So now I am interested in the necessities at home. Let's say that we don't need to "bug out". We are able to stay put because the gestapo hasn't kicked down our door just yet. We may have electricity we may not. I for one wouldn't count on it.


So here is where I have started.

75 lbs of white rice from Costco.
50 lbs of flour.
several huge cans of baked beans
several huge cans of corn
I lost count of how many 12 packs of Ramen noodles.
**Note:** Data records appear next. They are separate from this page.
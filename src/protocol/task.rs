//! A2A task types and streaming update events

use std::fmt;

use chrono::{DateTime, Utc};
use serde::{Deserialize, Serialize};
use serde_json::{Map, Value};

use super::message::{collect_text, Message, Part};

/// A task in the A2A protocol
///
/// The gateway answers every message with a task. Blocking calls receive it
/// already completed with the response in `artifacts`; streaming calls receive
/// it first in the `submitted` state and then follow-up update events.
#[derive(Debug, Clone, Serialize, Deserialize, PartialEq)]
#[serde(rename_all = "camelCase")]
pub struct Task {
    /// Object discriminator, always `task`
    #[serde(default = "Task::kind_tag")]
    pub kind: String,

    /// Unique identifier for the task
    pub id: String,

    /// Conversation identifier (the gateway's thread id)
    #[serde(default, skip_serializing_if = "Option::is_none")]
    pub context_id: Option<String>,

    /// Current status of the task
    pub status: TaskStatus,

    /// Messages exchanged so far
    #[serde(default, skip_serializing_if = "Vec::is_empty")]
    pub history: Vec<Message>,

    /// Outputs produced by the agent
    #[serde(default, skip_serializing_if = "Vec::is_empty")]
    pub artifacts: Vec<Artifact>,

    #[serde(default, skip_serializing_if = "Option::is_none")]
    pub metadata: Option<Map<String, Value>>,
}

impl Task {
    fn kind_tag() -> String {
        "task".to_string()
    }

    /// Create a new task in the given state
    pub fn new(id: impl Into<String>, state: TaskState) -> Self {
        Self {
            kind: Self::kind_tag(),
            id: id.into(),
            context_id: None,
            status: TaskStatus::new(state),
            history: Vec::new(),
            artifacts: Vec::new(),
            metadata: None,
        }
    }

    /// Set the context ID
    pub fn with_context_id(mut self, context_id: impl Into<String>) -> Self {
        self.context_id = Some(context_id.into());
        self
    }

    /// Append an artifact
    pub fn with_artifact(mut self, artifact: Artifact) -> Self {
        self.artifacts.push(artifact);
        self
    }

    /// Replace the status
    pub fn with_status(mut self, status: TaskStatus) -> Self {
        self.status = status;
        self
    }

    /// Check if the task is in a terminal state
    pub fn is_terminal(&self) -> bool {
        self.status.state.is_terminal()
    }

    /// Concatenated text of all artifacts
    pub fn artifact_text(&self) -> String {
        self.artifacts.iter().map(Artifact::text).collect()
    }

    /// Context identifier, ignoring the empty string the gateway sends
    /// when no thread exists
    pub fn context(&self) -> Option<&str> {
        non_empty(self.context_id.as_deref())
    }
}

/// Status of a task: its state plus an optional progress message
#[derive(Debug, Clone, Serialize, Deserialize, PartialEq)]
pub struct TaskStatus {
    pub state: TaskState,

    #[serde(default, skip_serializing_if = "Option::is_none")]
    pub message: Option<Message>,

    #[serde(default, skip_serializing_if = "Option::is_none")]
    pub timestamp: Option<DateTime<Utc>>,
}

impl TaskStatus {
    /// Create a status stamped with the current time
    pub fn new(state: TaskState) -> Self {
        Self {
            state,
            message: None,
            timestamp: Some(Utc::now()),
        }
    }

    /// Attach a progress message
    pub fn with_message(mut self, message: Message) -> Self {
        self.message = Some(message);
        self
    }

    /// Text of the status message, if any
    pub fn message_text(&self) -> String {
        self.message.as_ref().map(Message::text).unwrap_or_default()
    }
}

/// Task lifecycle states
///
/// submitted → working → completed/failed/canceled/rejected, with
/// input-required and auth-required as interrupted states.
#[derive(Debug, Clone, Copy, Serialize, Deserialize, PartialEq, Eq, Hash)]
#[serde(rename_all = "kebab-case")]
pub enum TaskState {
    Submitted,
    Working,
    InputRequired,
    AuthRequired,
    Completed,
    Canceled,
    Failed,
    Rejected,
    #[serde(other)]
    Unknown,
}

impl TaskState {
    /// Check if this is a terminal state
    pub fn is_terminal(&self) -> bool {
        matches!(
            self,
            TaskState::Completed | TaskState::Canceled | TaskState::Failed | TaskState::Rejected
        )
    }

    /// Check if this state means the agent did not produce a result
    pub fn is_unsuccessful(&self) -> bool {
        matches!(
            self,
            TaskState::Canceled | TaskState::Failed | TaskState::Rejected
        )
    }

    pub fn as_str(&self) -> &'static str {
        match self {
            TaskState::Submitted => "submitted",
            TaskState::Working => "working",
            TaskState::InputRequired => "input-required",
            TaskState::AuthRequired => "auth-required",
            TaskState::Completed => "completed",
            TaskState::Canceled => "canceled",
            TaskState::Failed => "failed",
            TaskState::Rejected => "rejected",
            TaskState::Unknown => "unknown",
        }
    }
}

impl fmt::Display for TaskState {
    fn fmt(&self, f: &mut fmt::Formatter<'_>) -> fmt::Result {
        f.write_str(self.as_str())
    }
}

/// Artifacts represent task outputs
#[derive(Debug, Clone, Serialize, Deserialize, PartialEq)]
#[serde(rename_all = "camelCase")]
pub struct Artifact {
    /// Unique identifier of the Artifact
    pub artifact_id: String,

    #[serde(default, skip_serializing_if = "Option::is_none")]
    pub name: Option<String>,

    #[serde(default, skip_serializing_if = "Option::is_none")]
    pub description: Option<String>,

    /// Contents of the Artifact
    #[serde(default)]
    pub parts: Vec<Part>,

    /// Gateway metadata; carries token `usage` for completed calls
    #[serde(default, skip_serializing_if = "Option::is_none")]
    pub metadata: Option<Map<String, Value>>,

    #[serde(default, skip_serializing_if = "Vec::is_empty")]
    pub extensions: Vec<String>,
}

impl Artifact {
    /// Create a text artifact
    pub fn text_artifact(artifact_id: impl Into<String>, text: impl Into<String>) -> Self {
        Self {
            artifact_id: artifact_id.into(),
            name: None,
            description: None,
            parts: vec![Part::text(text)],
            metadata: None,
            extensions: Vec::new(),
        }
    }

    /// Concatenated text of all text parts
    pub fn text(&self) -> String {
        collect_text(&self.parts)
    }
}

/// Status change of a streaming task
#[derive(Debug, Clone, Serialize, Deserialize, PartialEq)]
#[serde(rename_all = "camelCase")]
pub struct TaskStatusUpdateEvent {
    #[serde(default = "TaskStatusUpdateEvent::kind_tag")]
    pub kind: String,

    pub task_id: String,

    #[serde(default, skip_serializing_if = "Option::is_none")]
    pub context_id: Option<String>,

    pub status: TaskStatus,

    /// Set on the last event of a stream
    #[serde(rename = "final", default)]
    pub is_final: bool,

    #[serde(default, skip_serializing_if = "Option::is_none")]
    pub metadata: Option<Map<String, Value>>,
}

impl TaskStatusUpdateEvent {
    fn kind_tag() -> String {
        "status-update".to_string()
    }

    pub fn new(task_id: impl Into<String>, status: TaskStatus, is_final: bool) -> Self {
        Self {
            kind: Self::kind_tag(),
            task_id: task_id.into(),
            context_id: None,
            status,
            is_final,
            metadata: None,
        }
    }
}

/// A chunk of artifact content produced by a streaming task
#[derive(Debug, Clone, Serialize, Deserialize, PartialEq)]
#[serde(rename_all = "camelCase")]
pub struct TaskArtifactUpdateEvent {
    #[serde(default = "TaskArtifactUpdateEvent::kind_tag")]
    pub kind: String,

    pub task_id: String,

    #[serde(default, skip_serializing_if = "Option::is_none")]
    pub context_id: Option<String>,

    pub artifact: Artifact,

    /// Whether this chunk extends a previously sent artifact
    #[serde(default, skip_serializing_if = "Option::is_none")]
    pub append: Option<bool>,

    #[serde(default, skip_serializing_if = "Option::is_none")]
    pub last_chunk: Option<bool>,

    #[serde(default, skip_serializing_if = "Option::is_none")]
    pub metadata: Option<Map<String, Value>>,
}

impl TaskArtifactUpdateEvent {
    fn kind_tag() -> String {
        "artifact-update".to_string()
    }

    pub fn new(task_id: impl Into<String>, artifact: Artifact) -> Self {
        Self {
            kind: Self::kind_tag(),
            task_id: task_id.into(),
            context_id: None,
            artifact,
            append: None,
            last_chunk: None,
            metadata: None,
        }
    }
}

pub(crate) fn non_empty(value: Option<&str>) -> Option<&str> {
    value.filter(|v| !v.is_empty())
}
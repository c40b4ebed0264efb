//! Agent discovery types: agent cards and the gateway's agent registry

use std::collections::HashMap;

use serde::{Deserialize, Serialize};
use url::Url;

/// Agent Card for agent discovery
///
/// The gateway publishes one card per exposed agent at
/// `{agents}/.well-known/{agent-name}.json`. The `url` field is the
/// agent's JSON-RPC invocation endpoint.
#[derive(Debug, Clone, Serialize, Deserialize, PartialEq)]
#[serde(rename_all = "camelCase")]
pub struct AgentCard {
    /// A2A protocol version implemented by the agent
    #[serde(default, skip_serializing_if = "Option::is_none")]
    pub protocol_version: Option<String>,

    /// Name of the agent
    pub name: String,

    /// Human-readable description of the agent
    #[serde(default)]
    pub description: String,

    /// Invocation endpoint
    pub url: Url,

    #[serde(default, skip_serializing_if = "Option::is_none")]
    pub preferred_transport: Option<String>,

    #[serde(default, skip_serializing_if = "Option::is_none")]
    pub provider: Option<AgentProvider>,

    #[serde(default)]
    pub capabilities: AgentCapabilities,

    #[serde(default, skip_serializing_if = "Vec::is_empty")]
    pub default_input_modes: Vec<String>,

    #[serde(default, skip_serializing_if = "Vec::is_empty")]
    pub default_output_modes: Vec<String>,

    #[serde(default, skip_serializing_if = "Vec::is_empty")]
    pub skills: Vec<AgentSkill>,

    /// Named authentication schemes; `null` when gateway auth is off
    #[serde(default, skip_serializing_if = "Option::is_none")]
    pub security_schemes: Option<HashMap<String, SecurityScheme>>,

    /// Scheme requirements, keyed by scheme name
    #[serde(default, skip_serializing_if = "Option::is_none")]
    pub security: Option<Vec<HashMap<String, Vec<String>>>>,

    /// Agent version
    #[serde(default, skip_serializing_if = "Option::is_none")]
    pub version: Option<String>,

    #[serde(default, skip_serializing_if = "Option::is_none")]
    pub documentation_url: Option<String>,

    /// Whether an extended card is served to authenticated callers
    #[serde(default)]
    pub supports_authenticated_extended_card: bool,
}

impl AgentCard {
    /// Create a new agent card
    pub fn new(name: impl Into<String>, description: impl Into<String>, url: Url) -> Self {
        Self {
            protocol_version: None,
            name: name.into(),
            description: description.into(),
            url,
            preferred_transport: None,
            provider: None,
            capabilities: AgentCapabilities::default(),
            default_input_modes: Vec::new(),
            default_output_modes: Vec::new(),
            skills: Vec::new(),
            security_schemes: None,
            security: None,
            version: None,
            documentation_url: None,
            supports_authenticated_extended_card: false,
        }
    }

    /// Whether the agent requires any authentication scheme
    pub fn requires_auth(&self) -> bool {
        self.security
            .as_ref()
            .map(|requirements| !requirements.is_empty())
            .unwrap_or(false)
    }
}

/// Agent capabilities
#[derive(Debug, Default, Clone, Serialize, Deserialize, PartialEq)]
#[serde(rename_all = "camelCase")]
pub struct AgentCapabilities {
    /// Supports `message/stream`
    #[serde(default)]
    pub streaming: bool,

    #[serde(default)]
    pub push_notifications: bool,

    #[serde(default)]
    pub state_transition_history: bool,
}

#[derive(Debug, Clone, Serialize, Deserialize, PartialEq)]
pub struct AgentProvider {
    pub organization: String,
    #[serde(default)]
    pub url: Option<String>,
}

/// A capability advertised by an agent
#[derive(Debug, Clone, Serialize, Deserialize, PartialEq)]
pub struct AgentSkill {
    pub id: String,
    #[serde(default)]
    pub name: String,
    #[serde(default)]
    pub description: String,
    #[serde(default)]
    pub tags: Vec<String>,
}

/// API Key security scheme
#[derive(Debug, Clone, Serialize, Deserialize, PartialEq)]
pub struct ApiKeySecurityScheme {
    #[serde(default)]
    pub description: Option<String>,
    #[serde(rename = "in")]
    pub location: String,
    pub name: String,
}

/// HTTP authentication security scheme
#[derive(Debug, Clone, Serialize, Deserialize, PartialEq)]
#[serde(rename_all = "camelCase")]
pub struct HttpAuthSecurityScheme {
    #[serde(default)]
    pub description: Option<String>,
    pub scheme: String,
    #[serde(default)]
    pub bearer_format: Option<String>,
}

/// OAuth flow configuration
///
/// URLs are kept as strings: gateways may publish templated values.
#[derive(Debug, Clone, Serialize, Deserialize, PartialEq)]
#[serde(rename_all = "camelCase")]
pub struct OAuthFlow {
    #[serde(default)]
    pub authorization_url: Option<String>,
    #[serde(default)]
    pub token_url: Option<String>,
    #[serde(default)]
    pub refresh_url: Option<String>,
    #[serde(default)]
    pub scopes: HashMap<String, String>,
}

/// OAuth flows configuration
#[derive(Debug, Clone, Default, Serialize, Deserialize, PartialEq)]
#[serde(rename_all = "camelCase")]
pub struct OAuthFlows {
    #[serde(default)]
    pub authorization_code: Option<OAuthFlow>,
    #[serde(default)]
    pub client_credentials: Option<OAuthFlow>,
    #[serde(default)]
    pub implicit: Option<OAuthFlow>,
    #[serde(default)]
    pub password: Option<OAuthFlow>,
}

/// OAuth2 security scheme
#[derive(Debug, Clone, Serialize, Deserialize, PartialEq)]
#[serde(rename_all = "camelCase")]
pub struct OAuth2SecurityScheme {
    #[serde(default)]
    pub description: Option<String>,
    pub flows: OAuthFlows,
    #[serde(default)]
    pub oauth2_metadata_url: Option<String>,
}

/// OpenID Connect security scheme
#[derive(Debug, Clone, Serialize, Deserialize, PartialEq)]
#[serde(rename_all = "camelCase")]
pub struct OpenIdConnectSecurityScheme {
    #[serde(default)]
    pub description: Option<String>,
    pub open_id_connect_url: String,
}

/// Security scheme for authentication, discriminated by `type`
#[derive(Debug, Clone, Serialize, Deserialize, PartialEq)]
#[serde(tag = "type")]
pub enum SecurityScheme {
    #[serde(rename = "apiKey")]
    ApiKey(ApiKeySecurityScheme),
    #[serde(rename = "http")]
    HttpAuth(HttpAuthSecurityScheme),
    #[serde(rename = "oauth2")]
    OAuth2(Box<OAuth2SecurityScheme>),
    #[serde(rename = "openIdConnect")]
    OpenIdConnect(OpenIdConnectSecurityScheme),
}

/// The gateway's `/.well-known/agents.json` document
#[derive(Debug, Clone, Default, Serialize, Deserialize, PartialEq)]
pub struct AgentRegistry {
    #[serde(default)]
    pub agents: Vec<RegistryEntry>,
}

impl AgentRegistry {
    /// Find an agent by name
    pub fn find(&self, name: &str) -> Option<&RegistryEntry> {
        self.agents.iter().find(|entry| entry.name == name)
    }
}

/// One agent listed in the registry
#[derive(Debug, Clone, Serialize, Deserialize, PartialEq)]
pub struct RegistryEntry {
    pub name: String,

    #[serde(default)]
    pub description: Option<String>,

    /// Whether the agent is active
    #[serde(default)]
    pub state: bool,

    #[serde(default)]
    pub a2a: Option<RegistryA2a>,
}

#[derive(Debug, Clone, Serialize, Deserialize, PartialEq)]
pub struct RegistryA2a {
    #[serde(default)]
    pub schema_version: Option<String>,
    pub endpoints: RegistryEndpoints,
}

#[derive(Debug, Clone, Serialize, Deserialize, PartialEq)]
pub struct RegistryEndpoints {
    /// Absolute URL of the agent card
    pub card: String,
    /// Absolute invocation URL
    pub url: String,
}

#[cfg(test)]
mod tests {
    use serde_json::json;

    use super::*;

    fn gateway_card() -> serde_json::Value {
        json!({
            "protocolVersion": "0.3.0",
            "name": "ai-gk-chatbot",
            "description": "General knowledge chatbot",
            "url": "http://localhost:8080/api/v1/dev/aigateway/agents/ai-gk-chatbot/invoke",
            "preferredTransport": "JSONRPC",
            "provider": {"organization": "Example Org", "url": "https://example.org"},
            "capabilities": {"streaming": true, "pushNotifications": false},
            "defaultInputModes": ["application/json", "text/plain"],
            "defaultOutputModes": ["application/json"],
            "skills": [{
                "id": "ai-gk-chatbot",
                "name": "GK Chatbot",
                "description": "App Type: chat",
                "tags": ["chat-completion"]
            }],
            "securitySchemes": null,
            "security": null,
            "version": "1.0.0"
        })
    }

    #[test]
    fn test_gateway_card_deserialization() {
        let card: AgentCard = serde_json::from_value(gateway_card()).unwrap();

        assert_eq!(card.name, "ai-gk-chatbot");
        assert!(card.capabilities.streaming);
        assert_eq!(card.skills[0].tags, vec!["chat-completion"]);
        assert_eq!(
            card.url.as_str(),
            "http://localhost:8080/api/v1/dev/aigateway/agents/ai-gk-chatbot/invoke"
        );
        assert!(card.security_schemes.is_none());
        assert!(!card.requires_auth());
        assert!(!card.supports_authenticated_extended_card);
    }

    #[test]
    fn test_card_with_security_schemes() {
        let mut value = gateway_card();
        value["securitySchemes"] = json!({
            "aadOAuth": {
                "type": "oauth2",
                "description": "Microsoft Entra ID",
                "flows": {
                    "clientCredentials": {
                        "tokenUrl": "https://login.example.com/tenant/oauth2/v2.0/token",
                        "scopes": {"api://client/.default": "App roles"}
                    }
                },
                "x-aad": {"issuer": "https://login.example.com/tenant/v2.0"}
            },
            "aadBearer": {"type": "http", "scheme": "bearer", "bearerFormat": "JWT"}
        });
        value["security"] = json!([{"aadBearer": []}]);

        let card: AgentCard = serde_json::from_value(value).unwrap();
        let schemes = card.security_schemes.as_ref().unwrap();

        assert!(matches!(schemes["aadOAuth"], SecurityScheme::OAuth2(_)));
        match &schemes["aadBearer"] {
            SecurityScheme::HttpAuth(http) => {
                assert_eq!(http.scheme, "bearer");
                assert_eq!(http.bearer_format.as_deref(), Some("JWT"));
            }
            _ => panic!("Expected http security scheme"),
        }
        assert!(card.requires_auth());
    }

    #[test]
    fn test_card_requires_url() {
        let mut value = gateway_card();
        value.as_object_mut().unwrap().remove("url");
        assert!(serde_json::from_value::<AgentCard>(value).is_err());
    }

    #[test]
    fn test_registry_lookup() {
        let registry: AgentRegistry = serde_json::from_value(json!({
            "agents": [{
                "name": "ai-gk-chatbot",
                "description": "General knowledge chatbot",
                "state": true,
                "a2a": {
                    "schema_version": "0.3.0",
                    "endpoints": {
                        "card": "http://localhost:8080/agents/.well-known/ai-gk-chatbot.json",
                        "url": "http://localhost:8080/agents/ai-gk-chatbot/invoke"
                    }
                }
            }]
        }))
        .unwrap();

        let entry = registry.find("ai-gk-chatbot").unwrap();
        assert!(entry.state);
        assert_eq!(
            entry.a2a.as_ref().unwrap().endpoints.url,
            "http://localhost:8080/agents/ai-gk-chatbot/invoke"
        );
        assert!(registry.find("missing").is_none());
    }
}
Let's say 20 12 packs.
Probably 50 cans of Spam.
A pound of salt and pepper.
5 lbs of pancake batter. add water.
A water filter to dip into a puddle or river and get clean safe water.
Huge container of syrup
Lots of peanut butter
A couple gallons of vegetable oil.
5 lbs of yeast (for baking bread)
I even went out and bought some wire and learned to make a snare. Catchin rabbbits in the front yard just for practice.

Ohh, and a Shotgun to protect it all.

And several other items. You get the point.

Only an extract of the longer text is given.